* _Work instruction_: Everything from the line containing "pub fn from_yaml_file(path: &Path)" through the final line of the entries below should be repeated exactly, and nothing else.

* _Stored data_:
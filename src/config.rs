// src/config.rs
use anyhow::{Context, Result};
use serde::Deserialize;
use std::{
    env, fs,
    path::{Path, PathBuf},
};
use tracing::{info, warn};

/// Env var naming a YAML config file, used when no path is passed explicitly.
pub const CONFIG_ENV: &str = "NLE_DASHBOARD_CONFIG";

#[derive(Debug, Clone, Deserialize)]
#[serde(default)]
pub struct Config {
    pub server_port: u16,
    /// Directory with the dashboard front-end; not served when unset.
    pub static_dir: Option<PathBuf>,
    pub data: DataConfig,
    pub recordings: RecordingConfig,
}

#[derive(Debug, Clone, Deserialize)]
#[serde(default)]
pub struct DataConfig {
    /// Stats file or directory read when `/runs_info` has no `path`.
    pub default_path: PathBuf,
    /// Trailing rows read from each stats file when `readLast` is absent.
    pub default_runs_to_read: usize,
    /// Glob matched against file names inside a data directory.
    pub stats: String,
    /// When set, requested data paths must resolve below this directory.
    pub allowed_root: Option<PathBuf>,
    pub read_timeout_secs: Option<u64>,
}

#[derive(Debug, Clone, Deserialize)]
#[serde(default)]
pub struct RecordingConfig {
    /// External decompressor; the recording path is appended to `args`.
    pub program: String,
    pub args: Vec<String>,
}

impl Default for Config {
    fn default() -> Self {
        Self {
            server_port: 3000,
            static_dir: None,
            data: DataConfig::default(),
            recordings: RecordingConfig::default(),
        }
    }
}

impl Default for DataConfig {
    fn default() -> Self {
        Self {
            default_path: PathBuf::from("../../nle_data/"),
            default_runs_to_read: 100,
            stats: "*.csv".to_string(),
            allowed_root: None,
            read_timeout_secs: None,
        }
    }
}

impl Default for RecordingConfig {
    fn default() -> Self {
        Self {
            program: "bzip2".to_string(),
            args: vec!["-d".to_string(), "-c".to_string()],
        }
    }
}

impl Config {
    /// Load from `path` (or `$NLE_DASHBOARD_CONFIG`), falling back to defaults
    /// when neither is given. `$PORT` overrides the configured port.
    pub fn load(path: Option<&Path>) -> Result<Self> {
        let from_env = env::var_os(CONFIG_ENV).map(PathBuf::from);
        let mut config = match path.map(Path::to_path_buf).or(from_env) {
            Some(p) => {
                info!(path = %p.display(), "loading config");
                Self::from_yaml_file(&p)?
            }
            None => Self::default(),
        };

        if let Ok(port) = env::var("PORT") {
            match port.parse() {
                Ok(p) => config.server_port = p,
                Err(_) => warn!(port, "ignoring unparsable PORT"),
            }
        }
        Ok(config)
    }

    pub fn from_yaml_file(path: &Path) -> Result<Self> {
        let text = fs::read_to_string(path)
            .with_context(|| format!("reading config file {}", path.display()))?;
        Self::from_yaml_str(&text).with_context(|| format!("parsing config file {}", path.display()))
    }

    pub fn from_yaml_str(text: &str) -> Result<Self> {
        Ok(serde_yaml::from_str(text)?)
    }
}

* _Your solution_:
    pub fn from_yaml_file(path: &Path) -> Result<Self> {
        let text = fs::read_to_string(path)
            .with_context(|| format!("reading config file {}", path.display()))?;
        Self::from_yaml_str(&text).with_context(|| format!("parsing config file {}", path.display()))
    }

    pub fn from_yaml_str(text: &str) -> Result<Self> {
        Ok(serde_yaml::from_str(text)?)
    }
}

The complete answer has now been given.